Luciferase is an oxidative enzyme that can produce bioluminescence with the adddition of luciferin, but don’t need an external light source, which is different from fluorescent proteins. The bioluminescence can be detected directly by light sensitive device, such as luminometer or modified microscope.

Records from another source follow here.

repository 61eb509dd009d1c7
//! API-friendly types: request bodies and response documents.
//!
//! IDs are hex strings and datetimes RFC 3339, whatever the database uses.

mod candidate;
mod election;
mod id;
mod results;
mod vote;

pub use candidate::{CandidateDescription, CandidatePatch, CandidateSpec};
pub use election::{ElectionDescription, ElectionPatch, ElectionSpec};
pub use id::ApiId;
pub use results::{CandidateResult, ElectionResults};
pub use vote::{VoteReceipt, VoteRequest};
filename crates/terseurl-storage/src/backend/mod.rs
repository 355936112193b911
//! Primary relation backends.
//!
//! A backend owns the user -> (shortened URL -> permission) relation and
//! nothing else. Locking and the reverse index live in the store, so a
//! backend only needs to read rows and apply write batches atomically.

mod durable;
mod memory;

use std::fmt;
use std::str::FromStr;

use serde::{Deserialize, Serialize};

use crate::context::OpContext;
use crate::error::{Result, StoreError};
use crate::permission::UserPermissions;

pub use durable::RedbRelation;
pub use memory::MemoryRelation;

/// Which backend a store runs on.
#[derive(Debug, Clone, Copy, Default, PartialEq, Eq, Serialize, Deserialize)]
#[serde(rename_all = "lowercase")]
pub enum BackendKind {
    #[default]
    Memory,
    Redb,
}

impl fmt::Display for BackendKind {
    fn fmt(&self, f: &mut fmt::Formatter<'_>) -> fmt::Result {
        match self {
            BackendKind::Memory => f.write_str("memory"),
            BackendKind::Redb => f.write_str("redb"),
        }
    }
}

impl FromStr for BackendKind {
    type Err = StoreError;

    fn from_str(value: &str) -> Result<Self> {
        match value.trim().to_ascii_lowercase().as_str() {
            "memory" => Ok(BackendKind::Memory),
            "redb" => Ok(BackendKind::Redb),
            other => Err(StoreError::Config(format!("unknown backend: {other}"))),
        }
    }
}

/// One change to the primary relation.
#[derive(Debug, Clone, PartialEq)]
pub enum RelationWrite {
    /// Replace the user's whole row.
    Put {
        user: String,
        permissions: UserPermissions,
    },
    Remove {
        user: String,
    },
    /// Drop every row.
    Clear,
}

/// Storage for the primary relation.
pub trait RelationBackend: Send + Sync {
    fn kind(&self) -> BackendKind;

    /// Load one user's row.
    fn load(&self, user: &str) -> Result<Option<UserPermissions>>;

    /// Load every row.
    fn scan(&self) -> Result<Vec<(String, UserPermissions)>>;

    /// Apply all writes, in order, as a single unit. On error none of them
    /// may be visible.
    fn commit(&mut self, ctx: &OpContext, writes: Vec<RelationWrite>) -> Result<()>;

    /// Release the underlying storage.
    fn close(&mut self) -> Result<()>;
}
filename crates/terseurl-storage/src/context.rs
//! Per-call deadlines and cancellation.

use std::time::{Duration, Instant};

use tokio_util::sync::CancellationToken;

use crate::error::{Result, StoreError};

/// Bounds a single store operation.
///
/// Only the durable backend's I/O is bounded; in-memory work finishes
/// before either limit could be observed.
#[derive(Debug, Clone, Default)]
pub struct OpContext {
    deadline: Option<Instant>,
    cancel: Option<CancellationToken>,
}

impl OpContext {
    /// A context that never expires.
    pub fn background() -> Self {
        Self::default()
    }

    pub fn with_timeout(timeout: Duration) -> Self {
        Self::background().deadline(Instant::now() + timeout)
    }

    pub fn with_deadline(deadline: Instant) -> Self {
        Self::background().deadline(deadline)
    }

    pub fn with_cancellation(token: CancellationToken) -> Self {
        Self::background().cancellation(token)
    }

    pub fn deadline(mut self, deadline: Instant) -> Self {
        self.deadline = Some(deadline);
        self
    }

    pub fn cancellation(mut self, token: CancellationToken) -> Self {
        self.cancel = Some(token);
        self
    }

    /// Fail if the operation was cancelled or ran past its deadline.
    pub fn check(&self, operation: &'static str) -> Result<()> {
        if self
            .cancel
            .as_ref()
            .is_some_and(CancellationToken::is_cancelled)
        {
            return Err(StoreError::Cancelled { operation });
        }
        if self.deadline.is_some_and(|deadline| Instant::now() >= deadline) {
            return Err(StoreError::DeadlineExceeded { operation });
        }
        Ok(())
    }
}
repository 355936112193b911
use anyhow::Result;
use serde::Serialize;

pub fn print_json<T: Serialize>(value: &T) -> Result<()> {
    let output = serde_json::to_string_pretty(value)?;
    println!("{output}");
    Ok(())
}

Luciferase is widely used in many fields ofbiological research, such as transcriptional activity, kinase or other enzyme activity, cellular ATP level, whole animal imaging.

Specifications

Catalog Number	KC-5338
Cell Line Name	Gp2d-Luc2 Cell Line
Clone Number	8#
Host Cell Line	Human Gp2d cell line
Description	Stable Gp2d clone with Luciferase gene overexpression
Quantity	Two vials of frozen cells (≥2-10⁶/vial)
Stability	Stable in culture over a minimum of 10 passages
Application	Drug screening and biological assays
Freezing Medium	DMEM + 20% FBS + 10% DMSO
Propagation Medium	DMEM + 10% FBS
Selection Marker	NA
Morphology	Epithelial
Subculture	Split saturated culture 1:2-1:5 every 2-3 days; seed out at about 3-5 × 10⁵ cells/mL
Incubation	37 °C with 5% CO₂
Storage	Liquid nitrogen immediately upon receiving
Doubling Time	Approximately 30 hours
Mycoplasma Status	Negative

Cell Line Generation

Gp2d-Luc2 cell line was generated using a lentiviral vector expressing the luciferase sequence.

Characterization

Figure 1: Characterization of luciferase expression in Gp2d using the Bright-Lite Luciferase Assay System.

Cell Resuscitation

1. Prewarm culture medium (DMEM supplemented with 10% FBS )in a 37°C water bath.
2. Thaw the frozen vial in a 37°C water bath for 1-2 minutes.
3. Transfer the vial into biosafety cabinet, and wipe the surface with 70% ethanol.
4. Unscrew the top of the vial and transfer the cell suspension gently into a sterile centrifuge tube containing 9.0mL complete culture medium.
5. Spin at ~ 125 × g for 5-7 minutes at room temperature, and discard the supernatant without disturbing the pellet.
6. Resuspend cell pellet with the appropriate volume of complete medium and transfer the cell suspension into a T25 culture flask.
7. Incubate the flask at 37°C, 5% CO₂ incubator.
8. Split saturated culture 1:2-1:5 every 2-3 days; seed out at about 3-5 × 10⁵ cells/mL.

Cell Freezing

1. Prepare the freezing medium (DMEM + 20% FBS + 10% DMSO) fresh immediately before use.
2. Keep the freezing medium on ice and label cryovials.
3. Transfer cells to a sterile, conical centrifuge tube, and count the cells.
4. Centrifuge the cells at 250×g for 5 minutes at room temperature and carefully aspirate off the medium.
5. Resuspend the cells at a density of at least 3×10⁶ cells/mL in chilled freezing medium.
6. Aliquot 1 mL of the cell suspension into each cryovial.
7. Freeze cells in the CoolCell freezing container overnight in a -80°C freezer.
8. Transfer vials to liquid nitrogen for long-term storage.

References

1. Greer LF 3rd, Szalay AA. Imaging of light emission from the expression of luciferases in living cells and organisms: a review. Luminescence. 2002 Jan-Feb;17(1):43-74. doi: 10.1002/bio.676. PMID: 11816060.